What is dopamine? 

Dopamine is a neurotransmitter that is important for emotional and cognitive processing in the brain, particularly rewarding and pleasurable stimuli or experiences. Alterations of the dopamine system have been suggested in schizophrenia. This may be assessed as changes in levels of dopamine or its metabolites, or as changes in levels or activity of the mechanical components of the dopamine system, such as the receptors that receive dopamine, or the transporters that remove it.

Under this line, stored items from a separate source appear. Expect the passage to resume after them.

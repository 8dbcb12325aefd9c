//! breakdown - parameter validation and path resolution
//!
//! Validates the two positional arguments of a breakdown command (directive
//! and layer) against profile-specific patterns, then resolves the input,
//! output, prompt template and schema paths the command works with.

pub mod application;
pub mod config;
pub mod domain;
pub mod error;
pub mod infrastructure;

// Re-exports for convenience
pub use application::{ResolveOutcome, ResolvePathsUseCase, ResolveRequest, ResolvedPaths};
pub use config::{Config, ConfigError};
pub use domain::entities::{BreakdownCommand, TwoParams, TwoParamsError};
pub use domain::ports::{FileSystem, PatternStatus, TypePatternProvider};
pub use domain::services::{
    InputFilePathResolver, OutputFilePathResolver, PathOptions, PathParams, PathResolutionError,
    PromptTemplatePathResolver, SchemaFilePathResolver, TypeFactory,
};
pub use domain::value_objects::{
    ConfigProfile, DirectiveType, LayerType, ParamKind, PathKind, PathResult, TypeCreationError,
    TypePattern,
};
pub use error::{BreakdownError, BreakdownResult};
pub use infrastructure::{ConfigPatternProvider, DefaultPatternProvider, LocalFs, RootedFs};
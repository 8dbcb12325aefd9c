//! Configuration loading
//!
//! Profiles map to YAML files inside the config directory:
//! - `default` → `app.yml`, then `user.yml`
//! - `<name>` → `<name>-app.yml`, then `<name>-user.yml`
//!
//! The user file overrides the app file key by key.

use std::fs;
use std::path::{Path, PathBuf};

use serde::Serialize;

use crate::domain::services::{check_name_segment, PathResolutionError};
use crate::domain::value_objects::ConfigProfile;

use super::types::Config;

/// Config directory below the working directory
pub const CONFIG_SUBDIR: &str = "config";

/// Overrides `app_prompt.base_dir`
pub const ENV_PROMPT_BASE_DIR: &str = "BREAKDOWN_PROMPT_BASE_DIR";
/// Overrides `app_schema.base_dir`
pub const ENV_SCHEMA_BASE_DIR: &str = "BREAKDOWN_SCHEMA_BASE_DIR";

#[derive(Debug, thiserror::Error)]
pub enum ConfigError {
    #[error("failed to read config file {path}: {source}")]
    Io {
        path: PathBuf,
        #[source]
        source: std::io::Error,
    },

    #[error("invalid config in {file}: {message}")]
    Parse { file: PathBuf, message: String },

    #[error("config profile '{profile}' not found (expected {path})")]
    ProfileNotFound { profile: String, path: PathBuf },

    #[error("invalid config profile '{profile}': {reason}")]
    InvalidProfile { profile: String, reason: String },
}

/// Non-fatal configuration warning (e.g. an unknown key)
#[derive(Debug, Clone, PartialEq, Eq, Serialize)]
pub struct ConfigWarning {
    pub key: String,
    pub file: PathBuf,
    pub line: Option<usize>,
    pub suggestion: Option<String>,
}

/// Result of loading a profile
#[derive(Debug, Clone, Default, PartialEq, Eq)]
pub struct LoadedConfig {
    pub config: Config,
    pub warnings: Vec<ConfigWarning>,
    /// Files that were actually read, in load order
    pub files: Vec<PathBuf>,
}

/// `{cwd}/{working_dir}/config`
pub fn default_config_dir(cwd: &Path) -> PathBuf {
    cwd.join(super::types::DEFAULT_WORKING_DIR).join(CONFIG_SUBDIR)
}

pub fn app_config_file_name(profile: &ConfigProfile) -> String {
    if profile.is_default() {
        "app.yml".to_string()
    } else {
        format!("{}-app.yml", profile.value())
    }
}

pub fn user_config_file_name(profile: &ConfigProfile) -> String {
    if profile.is_default() {
        "user.yml".to_string()
    } else {
        format!("{}-user.yml", profile.value())
    }
}

/// Load a single YAML config file, collecting unknown keys as warnings.
pub fn load_with_warnings(path: &Path) -> Result<(Config, Vec<ConfigWarning>), ConfigError> {
    let content = fs::read_to_string(path).map_err(|source| ConfigError::Io {
        path: path.to_path_buf(),
        source,
    })?;
    parse_with_warnings(&content, path)
}

pub(crate) fn parse_with_warnings(
    content: &str,
    path: &Path,
) -> Result<(Config, Vec<ConfigWarning>), ConfigError> {
    if content.trim().is_empty() {
        return Ok((Config::default(), Vec::new()));
    }

    let mut unknown_paths: Vec<String> = Vec::new();
    let deserializer = serde_yaml_ng::Deserializer::from_str(content);

    let config: Config = serde_ignored::deserialize(deserializer, |p| {
        unknown_paths.push(p.to_string());
    })
    .map_err(|e| ConfigError::Parse {
        file: path.to_path_buf(),
        message: e.to_string(),
    })?;

    let warnings = unknown_paths
        .into_iter()
        .map(|path_str| {
            let key = path_str
                .split('.')
                .next_back()
                .unwrap_or(path_str.as_str())
                .to_string();
            ConfigWarning {
                key: key.clone(),
                file: path.to_path_buf(),
                line: find_line_number(content, &key),
                suggestion: suggest_key(&key),
            }
        })
        .collect();

    Ok((config, warnings))
}

/// Load and merge the app and user files of `profile` from `config_dir`.
///
/// A missing `app.yml` for the default profile yields defaults; a missing app
/// file for any other profile is `ProfileNotFound`. User files are optional.
/// The profile name must be a plain file-name segment.
pub fn load_profile(
    config_dir: &Path,
    profile: &ConfigProfile,
) -> Result<LoadedConfig, ConfigError> {
    check_profile_name(profile)?;
    let mut loaded = LoadedConfig::default();

    let app_path = config_dir.join(app_config_file_name(profile));
    if app_path.is_file() {
        let (config, warnings) = load_with_warnings(&app_path)?;
        loaded.config = config;
        loaded.warnings.extend(warnings);
        loaded.files.push(app_path);
    } else if !profile.is_default() {
        return Err(ConfigError::ProfileNotFound {
            profile: profile.value().to_string(),
            path: app_path,
        });
    } else {
        tracing::debug!(path = %app_path.display(), "no app config, using defaults");
    }

    let user_path = config_dir.join(user_config_file_name(profile));
    if user_path.is_file() {
        let (user_config, warnings) = load_with_warnings(&user_path)?;
        loaded.config = loaded.config.merge(user_config);
        loaded.warnings.extend(warnings);
        loaded.files.push(user_path);
    }

    for warning in &loaded.warnings {
        tracing::warn!(
            key = %warning.key,
            file = %warning.file.display(),
            suggestion = warning.suggestion.as_deref().unwrap_or(""),
            "unknown config key"
        );
    }

    loaded.config = with_env_overrides(loaded.config);
    Ok(loaded)
}

fn check_profile_name(profile: &ConfigProfile) -> Result<(), ConfigError> {
    check_name_segment("profile", Some(profile.value()))
        .map(|_| ())
        .map_err(|e| ConfigError::InvalidProfile {
            profile: profile.value().to_string(),
            reason: match e {
                PathResolutionError::InvalidPath { reason, .. } => reason,
                other => other.to_string(),
            },
        })
}

/// Apply environment variable overrides (BREAKDOWN_* prefix)
pub fn with_env_overrides(mut config: Config) -> Config {
    if let Ok(dir) = std::env::var(ENV_PROMPT_BASE_DIR) {
        if !dir.trim().is_empty() {
            config.app_prompt.base_dir = Some(dir);
        }
    }

    if let Ok(dir) = std::env::var(ENV_SCHEMA_BASE_DIR) {
        if !dir.trim().is_empty() {
            config.app_schema.base_dir = Some(dir);
        }
    }

    config
}

fn find_line_number(content: &str, needle: &str) -> Option<usize> {
    for (i, line) in content.lines().enumerate() {
        if line.contains(needle) {
            return Some(i + 1);
        }
    }
    None
}

fn suggest_key(unknown: &str) -> Option<String> {
    const CANDIDATES: &[&str] = &[
        "working_dir",
        "resource_dir",
        "app_prompt",
        "app_schema",
        "app_output",
        "base_dir",
        "params",
        "two",
        "directive_type",
        "layer_type",
        "pattern",
    ];

    let mut best: Option<(&str, usize)> = None;
    for candidate in CANDIDATES {
        let dist = levenshtein(unknown, candidate);
        best = match best {
            None => Some((candidate, dist)),
            Some((_, best_dist)) if dist < best_dist => Some((candidate, dist)),
            Some(current) => Some(current),
        };
    }

    match best {
        Some((candidate, dist)) if dist <= 2 => Some(candidate.to_string()),
        _ => None,
    }
}

fn levenshtein(a: &str, b: &str) -> usize {
    if a == b {
        return 0;
    }

    let a_bytes = a.as_bytes();
    let b_bytes = b.as_bytes();

    let mut prev: Vec<usize> = (0..=b_bytes.len()).collect();
    let mut curr = vec![0usize; b_bytes.len() + 1];

    for (i, &ac) in a_bytes.iter().enumerate() {
        curr[0] = i + 1;
        for (j, &bc) in b_bytes.iter().enumerate() {
            let cost = if ac == bc { 0 } else { 1 };
            curr[j + 1] =
                std::cmp::min(std::cmp::min(prev[j + 1] + 1, curr[j] + 1), prev[j] + cost);
        }
        prev.clone_from_slice(&curr);
    }

    prev[b_bytes.len()]
}
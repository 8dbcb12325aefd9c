//! Domain Entities
//!
//! - `TwoParams` - validated directive + layer + profile aggregate

mod two_params;

pub use two_params::{BreakdownCommand, TwoParams, TwoParamsError, COMMAND_NAME};
//! In-memory fakes shared by the resolver unit tests

use std::collections::HashSet;
use std::path::{Path, PathBuf};

use crate::domain::entities::TwoParams;
use crate::domain::ports::FileSystem;
use crate::domain::services::PathOptions;
use crate::domain::value_objects::ConfigProfile;
use crate::infrastructure::DefaultPatternProvider;

/// File system holding a fixed set of files and directories
#[derive(Debug, Clone, Default)]
pub struct MemoryFs {
    cwd: PathBuf,
    files: HashSet<PathBuf>,
    dirs: HashSet<PathBuf>,
}

impl MemoryFs {
    pub fn new(cwd: impl Into<PathBuf>) -> Self {
        Self {
            cwd: cwd.into(),
            ..Self::default()
        }
    }

    pub fn with_file(mut self, path: impl Into<PathBuf>) -> Self {
        self.files.insert(path.into());
        self
    }

    pub fn with_dir(mut self, path: impl Into<PathBuf>) -> Self {
        self.dirs.insert(path.into());
        self
    }
}

impl FileSystem for MemoryFs {
    fn exists(&self, path: &Path) -> bool {
        self.files.contains(path) || self.dirs.contains(path)
    }

    fn is_dir(&self, path: &Path) -> bool {
        self.dirs.contains(path)
    }

    fn current_dir(&self) -> std::io::Result<PathBuf> {
        Ok(self.cwd.clone())
    }
}

/// Build validated params with the built-in patterns
pub fn params_for(directive: &str, layer: &str, options: PathOptions) -> (TwoParams, PathOptions) {
    let params = TwoParams::create(
        directive,
        layer,
        ConfigProfile::default(),
        &DefaultPatternProvider,
    )
    .unwrap();
    (params, options)
}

What is the evidence for dopamine?

Moderate quality evidence suggests elevated striatal dopamine synthesis and release capacities and increased synaptic dopamine levels in people with schizophrenia compared to controls. The finding for dopamine synthesis was apparent in treatment-responsive and treatment-naive patients, but not in treatment-resistant patients. There were no differences in dopamine D2/3 receptor or transporter availability. Within-group variability was similar in patient and control groups for dopamine synthesis and release capacities, but there was greater variability in synaptic dopamine levels, and in dopamine D2/3 receptor and transporter availability in the patient groups.

Moderate to low quality evidence suggests an association between dopamine receptor occupancy and clinical improvement on the PANSS following treatment with antipsychotic medications. Greatest D2 receptor occupancy occurs with haloperidol (91.9%), then risperidone, olanzapine, clozapine, quetiapine, aripiprazole, ziprasidone, and then amisulpride (85%).